* _INSTRUCTIONS FOR THE TASK_: Please copy every line of the records below that holds the word "generated".

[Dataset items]
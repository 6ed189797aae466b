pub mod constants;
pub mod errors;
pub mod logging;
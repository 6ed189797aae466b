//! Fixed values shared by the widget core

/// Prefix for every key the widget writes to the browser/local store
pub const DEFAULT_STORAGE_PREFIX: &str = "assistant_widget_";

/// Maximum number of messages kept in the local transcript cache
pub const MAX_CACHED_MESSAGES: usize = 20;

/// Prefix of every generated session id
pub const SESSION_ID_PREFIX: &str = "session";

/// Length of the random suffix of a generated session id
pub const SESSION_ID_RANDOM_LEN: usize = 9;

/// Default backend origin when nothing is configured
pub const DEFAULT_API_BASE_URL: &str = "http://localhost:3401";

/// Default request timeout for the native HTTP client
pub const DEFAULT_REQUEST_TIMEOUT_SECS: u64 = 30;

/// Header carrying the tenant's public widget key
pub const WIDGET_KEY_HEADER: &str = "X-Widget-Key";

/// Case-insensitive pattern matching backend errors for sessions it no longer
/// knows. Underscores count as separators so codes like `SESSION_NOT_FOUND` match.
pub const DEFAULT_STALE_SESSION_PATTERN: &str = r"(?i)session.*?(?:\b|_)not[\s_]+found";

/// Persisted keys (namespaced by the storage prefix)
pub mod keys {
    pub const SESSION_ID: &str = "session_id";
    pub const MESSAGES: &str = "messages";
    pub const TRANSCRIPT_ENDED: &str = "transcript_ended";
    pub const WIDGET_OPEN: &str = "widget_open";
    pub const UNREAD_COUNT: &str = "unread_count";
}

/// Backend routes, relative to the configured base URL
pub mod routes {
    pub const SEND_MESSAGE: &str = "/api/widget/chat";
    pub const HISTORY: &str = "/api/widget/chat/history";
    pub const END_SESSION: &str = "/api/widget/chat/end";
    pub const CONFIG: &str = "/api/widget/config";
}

* _RESPONSE_:
/// Prefix of every generated session id
/// Length of the random suffix of a generated session id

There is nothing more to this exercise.